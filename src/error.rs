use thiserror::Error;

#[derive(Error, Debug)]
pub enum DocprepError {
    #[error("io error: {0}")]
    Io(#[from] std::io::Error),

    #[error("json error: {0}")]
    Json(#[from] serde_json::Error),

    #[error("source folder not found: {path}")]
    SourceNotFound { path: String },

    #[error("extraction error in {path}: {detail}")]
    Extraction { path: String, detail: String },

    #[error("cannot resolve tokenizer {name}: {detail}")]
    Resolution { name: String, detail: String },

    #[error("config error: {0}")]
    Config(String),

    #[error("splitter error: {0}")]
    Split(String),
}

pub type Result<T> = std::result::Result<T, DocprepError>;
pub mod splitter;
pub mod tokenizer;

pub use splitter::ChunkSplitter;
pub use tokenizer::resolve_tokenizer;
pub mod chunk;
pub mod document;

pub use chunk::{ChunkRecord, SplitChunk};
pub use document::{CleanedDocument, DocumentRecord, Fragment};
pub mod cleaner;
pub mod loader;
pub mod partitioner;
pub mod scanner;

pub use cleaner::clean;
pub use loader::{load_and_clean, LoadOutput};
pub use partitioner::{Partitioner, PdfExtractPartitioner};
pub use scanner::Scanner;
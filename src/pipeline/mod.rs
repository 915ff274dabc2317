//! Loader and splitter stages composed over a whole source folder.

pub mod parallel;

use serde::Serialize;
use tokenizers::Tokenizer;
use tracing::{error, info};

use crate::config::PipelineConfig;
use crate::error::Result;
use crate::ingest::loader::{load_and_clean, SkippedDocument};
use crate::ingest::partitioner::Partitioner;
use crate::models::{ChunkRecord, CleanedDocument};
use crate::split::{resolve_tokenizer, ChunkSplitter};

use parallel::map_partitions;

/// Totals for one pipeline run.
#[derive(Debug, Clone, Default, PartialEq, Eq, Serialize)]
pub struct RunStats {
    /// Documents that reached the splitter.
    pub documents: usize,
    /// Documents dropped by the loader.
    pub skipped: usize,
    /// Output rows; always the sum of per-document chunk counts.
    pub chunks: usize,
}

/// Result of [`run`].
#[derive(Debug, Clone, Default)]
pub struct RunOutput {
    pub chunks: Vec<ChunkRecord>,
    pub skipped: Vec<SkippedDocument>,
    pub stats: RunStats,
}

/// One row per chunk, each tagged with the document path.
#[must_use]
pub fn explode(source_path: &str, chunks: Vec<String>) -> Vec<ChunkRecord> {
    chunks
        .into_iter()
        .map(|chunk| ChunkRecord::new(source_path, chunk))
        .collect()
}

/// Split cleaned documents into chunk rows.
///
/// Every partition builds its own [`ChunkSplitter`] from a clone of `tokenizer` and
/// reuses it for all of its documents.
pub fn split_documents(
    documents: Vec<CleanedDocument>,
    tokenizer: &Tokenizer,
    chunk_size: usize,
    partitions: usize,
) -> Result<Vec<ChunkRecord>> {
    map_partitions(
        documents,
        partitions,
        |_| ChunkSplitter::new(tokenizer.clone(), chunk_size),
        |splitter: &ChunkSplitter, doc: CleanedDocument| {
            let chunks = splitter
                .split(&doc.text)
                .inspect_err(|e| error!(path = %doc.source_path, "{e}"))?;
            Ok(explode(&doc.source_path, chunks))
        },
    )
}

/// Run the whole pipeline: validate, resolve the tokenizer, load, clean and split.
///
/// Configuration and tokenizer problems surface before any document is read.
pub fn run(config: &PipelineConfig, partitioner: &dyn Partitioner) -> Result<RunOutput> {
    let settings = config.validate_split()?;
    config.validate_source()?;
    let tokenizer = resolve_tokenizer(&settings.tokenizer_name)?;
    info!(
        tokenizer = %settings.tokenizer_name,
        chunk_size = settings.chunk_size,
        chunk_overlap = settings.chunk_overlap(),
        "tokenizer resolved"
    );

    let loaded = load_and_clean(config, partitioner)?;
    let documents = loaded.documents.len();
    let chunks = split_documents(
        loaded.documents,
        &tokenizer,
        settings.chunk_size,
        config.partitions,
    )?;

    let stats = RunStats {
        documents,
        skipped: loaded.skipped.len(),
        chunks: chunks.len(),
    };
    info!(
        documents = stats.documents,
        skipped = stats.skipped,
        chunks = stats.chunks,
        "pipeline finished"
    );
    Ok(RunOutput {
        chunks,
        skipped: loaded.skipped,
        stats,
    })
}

□ □ □

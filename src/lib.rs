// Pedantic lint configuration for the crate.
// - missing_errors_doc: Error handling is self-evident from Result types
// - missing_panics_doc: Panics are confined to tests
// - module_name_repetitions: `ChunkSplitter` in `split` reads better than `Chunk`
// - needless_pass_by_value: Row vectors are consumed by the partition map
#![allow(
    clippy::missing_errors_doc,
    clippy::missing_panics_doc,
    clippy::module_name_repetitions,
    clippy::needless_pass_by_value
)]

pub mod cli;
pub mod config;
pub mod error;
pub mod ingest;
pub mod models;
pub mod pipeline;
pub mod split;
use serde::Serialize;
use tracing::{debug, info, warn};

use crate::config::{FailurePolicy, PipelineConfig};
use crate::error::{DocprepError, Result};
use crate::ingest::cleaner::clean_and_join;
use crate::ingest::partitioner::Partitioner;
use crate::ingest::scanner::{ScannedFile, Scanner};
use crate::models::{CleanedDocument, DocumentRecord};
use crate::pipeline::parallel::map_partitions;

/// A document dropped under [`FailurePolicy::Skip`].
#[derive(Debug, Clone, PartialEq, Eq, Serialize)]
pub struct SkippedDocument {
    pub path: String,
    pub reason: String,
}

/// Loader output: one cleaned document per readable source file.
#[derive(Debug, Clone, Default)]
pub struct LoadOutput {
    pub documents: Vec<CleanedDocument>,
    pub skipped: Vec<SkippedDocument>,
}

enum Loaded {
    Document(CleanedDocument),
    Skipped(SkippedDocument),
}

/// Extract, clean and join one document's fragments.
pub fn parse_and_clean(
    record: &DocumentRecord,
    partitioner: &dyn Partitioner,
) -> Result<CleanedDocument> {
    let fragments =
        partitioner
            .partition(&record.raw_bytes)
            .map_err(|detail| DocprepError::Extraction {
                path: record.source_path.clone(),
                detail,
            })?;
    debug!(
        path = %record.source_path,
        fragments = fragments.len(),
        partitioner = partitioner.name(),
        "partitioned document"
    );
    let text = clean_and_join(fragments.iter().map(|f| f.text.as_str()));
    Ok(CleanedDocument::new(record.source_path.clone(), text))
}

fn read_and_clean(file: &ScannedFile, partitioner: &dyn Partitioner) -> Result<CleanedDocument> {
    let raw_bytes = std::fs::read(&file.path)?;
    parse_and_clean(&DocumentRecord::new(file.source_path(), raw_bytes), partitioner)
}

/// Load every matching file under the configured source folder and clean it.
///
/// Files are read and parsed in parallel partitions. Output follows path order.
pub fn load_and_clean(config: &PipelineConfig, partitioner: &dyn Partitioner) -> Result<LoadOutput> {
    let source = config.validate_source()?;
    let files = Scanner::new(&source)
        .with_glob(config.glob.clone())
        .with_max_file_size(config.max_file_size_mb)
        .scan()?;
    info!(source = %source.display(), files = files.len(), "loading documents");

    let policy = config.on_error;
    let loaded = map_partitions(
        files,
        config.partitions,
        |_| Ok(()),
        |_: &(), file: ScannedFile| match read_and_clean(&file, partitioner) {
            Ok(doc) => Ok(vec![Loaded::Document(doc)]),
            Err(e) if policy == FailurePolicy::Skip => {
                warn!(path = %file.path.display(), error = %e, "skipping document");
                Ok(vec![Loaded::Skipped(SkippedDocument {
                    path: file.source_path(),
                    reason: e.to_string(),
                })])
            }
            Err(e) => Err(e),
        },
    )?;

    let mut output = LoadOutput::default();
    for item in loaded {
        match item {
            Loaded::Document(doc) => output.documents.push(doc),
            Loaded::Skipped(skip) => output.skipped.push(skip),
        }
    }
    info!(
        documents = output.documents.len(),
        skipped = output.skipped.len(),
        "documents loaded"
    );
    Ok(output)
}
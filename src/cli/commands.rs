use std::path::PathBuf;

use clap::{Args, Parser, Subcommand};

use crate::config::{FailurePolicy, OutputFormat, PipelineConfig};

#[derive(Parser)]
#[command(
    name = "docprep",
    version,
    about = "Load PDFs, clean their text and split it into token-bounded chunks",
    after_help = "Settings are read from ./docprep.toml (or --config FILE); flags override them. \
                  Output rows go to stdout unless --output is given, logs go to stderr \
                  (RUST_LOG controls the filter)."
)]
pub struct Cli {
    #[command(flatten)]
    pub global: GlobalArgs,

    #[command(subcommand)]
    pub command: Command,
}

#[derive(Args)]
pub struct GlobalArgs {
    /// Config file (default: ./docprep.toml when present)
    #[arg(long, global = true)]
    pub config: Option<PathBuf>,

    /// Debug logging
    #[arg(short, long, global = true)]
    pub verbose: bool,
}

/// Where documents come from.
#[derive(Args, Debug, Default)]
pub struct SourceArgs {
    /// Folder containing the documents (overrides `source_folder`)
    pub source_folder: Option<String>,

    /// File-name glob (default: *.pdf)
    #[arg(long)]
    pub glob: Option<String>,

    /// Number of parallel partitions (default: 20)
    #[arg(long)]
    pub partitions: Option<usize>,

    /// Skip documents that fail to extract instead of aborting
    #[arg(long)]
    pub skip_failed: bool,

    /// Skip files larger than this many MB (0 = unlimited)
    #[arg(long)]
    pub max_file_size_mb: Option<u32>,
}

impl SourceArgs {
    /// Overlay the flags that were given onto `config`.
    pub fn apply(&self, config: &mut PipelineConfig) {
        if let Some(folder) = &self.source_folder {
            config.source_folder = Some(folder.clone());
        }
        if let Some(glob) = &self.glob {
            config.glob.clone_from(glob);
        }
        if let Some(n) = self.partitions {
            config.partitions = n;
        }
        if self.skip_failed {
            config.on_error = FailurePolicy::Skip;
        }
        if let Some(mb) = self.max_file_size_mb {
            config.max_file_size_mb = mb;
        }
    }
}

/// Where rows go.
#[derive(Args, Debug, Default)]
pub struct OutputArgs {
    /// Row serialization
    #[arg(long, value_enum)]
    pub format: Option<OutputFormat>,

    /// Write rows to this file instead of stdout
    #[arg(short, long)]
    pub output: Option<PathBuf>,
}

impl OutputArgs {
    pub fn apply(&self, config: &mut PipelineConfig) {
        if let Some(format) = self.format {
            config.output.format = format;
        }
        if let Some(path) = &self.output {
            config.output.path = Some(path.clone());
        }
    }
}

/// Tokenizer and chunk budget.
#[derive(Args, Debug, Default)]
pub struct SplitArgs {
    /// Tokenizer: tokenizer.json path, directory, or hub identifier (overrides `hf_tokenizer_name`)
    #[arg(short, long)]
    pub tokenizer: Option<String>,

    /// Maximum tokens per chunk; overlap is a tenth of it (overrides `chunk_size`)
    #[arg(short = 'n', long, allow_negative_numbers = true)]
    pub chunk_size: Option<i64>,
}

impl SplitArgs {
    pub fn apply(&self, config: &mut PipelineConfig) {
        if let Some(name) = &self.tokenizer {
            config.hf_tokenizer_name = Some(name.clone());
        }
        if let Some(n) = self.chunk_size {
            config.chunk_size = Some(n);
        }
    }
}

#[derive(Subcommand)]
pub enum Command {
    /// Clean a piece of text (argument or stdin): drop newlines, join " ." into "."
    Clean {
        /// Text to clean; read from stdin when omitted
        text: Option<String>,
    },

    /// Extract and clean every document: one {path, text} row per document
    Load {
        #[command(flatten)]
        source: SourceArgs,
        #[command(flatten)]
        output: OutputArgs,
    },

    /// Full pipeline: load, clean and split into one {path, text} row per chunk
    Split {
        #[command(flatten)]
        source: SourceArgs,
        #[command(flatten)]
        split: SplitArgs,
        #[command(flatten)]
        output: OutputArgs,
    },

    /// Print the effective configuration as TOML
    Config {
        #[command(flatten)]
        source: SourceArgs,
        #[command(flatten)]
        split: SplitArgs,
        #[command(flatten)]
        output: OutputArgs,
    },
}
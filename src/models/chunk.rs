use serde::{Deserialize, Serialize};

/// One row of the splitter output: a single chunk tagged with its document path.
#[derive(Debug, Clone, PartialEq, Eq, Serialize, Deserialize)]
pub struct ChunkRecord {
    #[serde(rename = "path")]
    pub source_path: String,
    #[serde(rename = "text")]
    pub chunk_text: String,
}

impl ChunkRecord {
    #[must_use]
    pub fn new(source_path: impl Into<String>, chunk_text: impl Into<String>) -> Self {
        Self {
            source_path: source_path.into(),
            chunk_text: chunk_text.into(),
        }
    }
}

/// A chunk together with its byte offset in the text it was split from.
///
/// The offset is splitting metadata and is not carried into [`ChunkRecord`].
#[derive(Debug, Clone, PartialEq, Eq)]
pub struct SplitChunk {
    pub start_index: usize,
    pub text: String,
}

□ □ □

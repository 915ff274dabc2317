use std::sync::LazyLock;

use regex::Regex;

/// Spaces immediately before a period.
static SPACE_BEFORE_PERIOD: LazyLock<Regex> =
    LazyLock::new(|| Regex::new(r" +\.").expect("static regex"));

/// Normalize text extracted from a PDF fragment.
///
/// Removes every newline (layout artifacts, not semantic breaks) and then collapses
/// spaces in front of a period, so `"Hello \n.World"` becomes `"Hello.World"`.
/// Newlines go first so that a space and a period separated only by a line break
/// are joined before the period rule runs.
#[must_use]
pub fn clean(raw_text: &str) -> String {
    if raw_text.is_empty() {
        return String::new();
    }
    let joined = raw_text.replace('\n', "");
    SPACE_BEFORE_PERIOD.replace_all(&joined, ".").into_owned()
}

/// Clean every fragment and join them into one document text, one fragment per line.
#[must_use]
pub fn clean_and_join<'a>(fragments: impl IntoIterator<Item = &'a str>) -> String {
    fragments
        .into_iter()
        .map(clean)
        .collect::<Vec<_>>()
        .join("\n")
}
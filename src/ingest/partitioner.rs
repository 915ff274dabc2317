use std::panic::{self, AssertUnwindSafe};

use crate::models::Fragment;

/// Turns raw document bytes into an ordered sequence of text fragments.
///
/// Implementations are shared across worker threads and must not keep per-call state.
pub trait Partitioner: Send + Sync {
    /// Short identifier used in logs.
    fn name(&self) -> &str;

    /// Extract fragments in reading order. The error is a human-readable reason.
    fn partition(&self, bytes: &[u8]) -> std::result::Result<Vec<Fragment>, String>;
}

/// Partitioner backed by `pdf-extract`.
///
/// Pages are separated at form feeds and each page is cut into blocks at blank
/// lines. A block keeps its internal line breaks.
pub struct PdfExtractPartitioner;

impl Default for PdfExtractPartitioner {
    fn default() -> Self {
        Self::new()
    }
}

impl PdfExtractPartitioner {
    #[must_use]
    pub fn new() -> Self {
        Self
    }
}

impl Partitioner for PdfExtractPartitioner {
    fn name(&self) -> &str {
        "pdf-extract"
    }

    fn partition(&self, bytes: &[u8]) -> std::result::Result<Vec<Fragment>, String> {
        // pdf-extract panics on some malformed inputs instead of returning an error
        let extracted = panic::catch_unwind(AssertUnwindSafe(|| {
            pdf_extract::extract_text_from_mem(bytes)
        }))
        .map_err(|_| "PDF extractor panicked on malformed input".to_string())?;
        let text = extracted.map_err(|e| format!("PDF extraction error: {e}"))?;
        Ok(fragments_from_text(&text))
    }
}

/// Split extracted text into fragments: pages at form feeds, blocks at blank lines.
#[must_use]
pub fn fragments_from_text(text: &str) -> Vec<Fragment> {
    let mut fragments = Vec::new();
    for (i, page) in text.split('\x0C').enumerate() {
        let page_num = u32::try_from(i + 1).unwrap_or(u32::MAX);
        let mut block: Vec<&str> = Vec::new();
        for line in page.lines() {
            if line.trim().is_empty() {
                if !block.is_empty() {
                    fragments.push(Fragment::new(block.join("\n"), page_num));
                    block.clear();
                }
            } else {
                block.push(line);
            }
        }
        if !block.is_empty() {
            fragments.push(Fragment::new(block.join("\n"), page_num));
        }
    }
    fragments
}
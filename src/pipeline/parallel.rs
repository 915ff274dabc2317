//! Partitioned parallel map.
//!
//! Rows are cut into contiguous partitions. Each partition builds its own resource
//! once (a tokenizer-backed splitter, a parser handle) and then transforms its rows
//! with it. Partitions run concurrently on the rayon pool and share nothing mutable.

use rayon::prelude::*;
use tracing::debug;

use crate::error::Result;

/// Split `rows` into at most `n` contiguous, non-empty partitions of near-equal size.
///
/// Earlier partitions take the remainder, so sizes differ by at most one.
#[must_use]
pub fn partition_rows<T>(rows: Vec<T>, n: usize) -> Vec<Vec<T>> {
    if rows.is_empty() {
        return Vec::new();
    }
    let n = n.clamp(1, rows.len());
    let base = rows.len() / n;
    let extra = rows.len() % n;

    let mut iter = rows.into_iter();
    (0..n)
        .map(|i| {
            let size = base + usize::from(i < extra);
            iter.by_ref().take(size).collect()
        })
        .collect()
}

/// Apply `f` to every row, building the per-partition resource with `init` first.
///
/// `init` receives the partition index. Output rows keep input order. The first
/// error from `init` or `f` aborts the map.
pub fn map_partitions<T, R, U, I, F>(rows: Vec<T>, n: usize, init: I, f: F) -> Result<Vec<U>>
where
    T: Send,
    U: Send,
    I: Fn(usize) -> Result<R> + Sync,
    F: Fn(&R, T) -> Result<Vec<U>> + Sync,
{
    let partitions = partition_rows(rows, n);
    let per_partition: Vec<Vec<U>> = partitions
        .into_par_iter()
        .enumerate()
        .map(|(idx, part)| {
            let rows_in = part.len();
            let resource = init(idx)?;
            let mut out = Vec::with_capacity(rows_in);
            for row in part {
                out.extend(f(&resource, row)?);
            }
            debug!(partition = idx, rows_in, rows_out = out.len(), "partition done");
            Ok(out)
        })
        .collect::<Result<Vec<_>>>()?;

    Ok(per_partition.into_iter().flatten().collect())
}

□ □ □

## [TO DO]
The answer should be one number, namely how many lines of the entries above include the string "readable".

## [RESULT OF THIS TASK]
2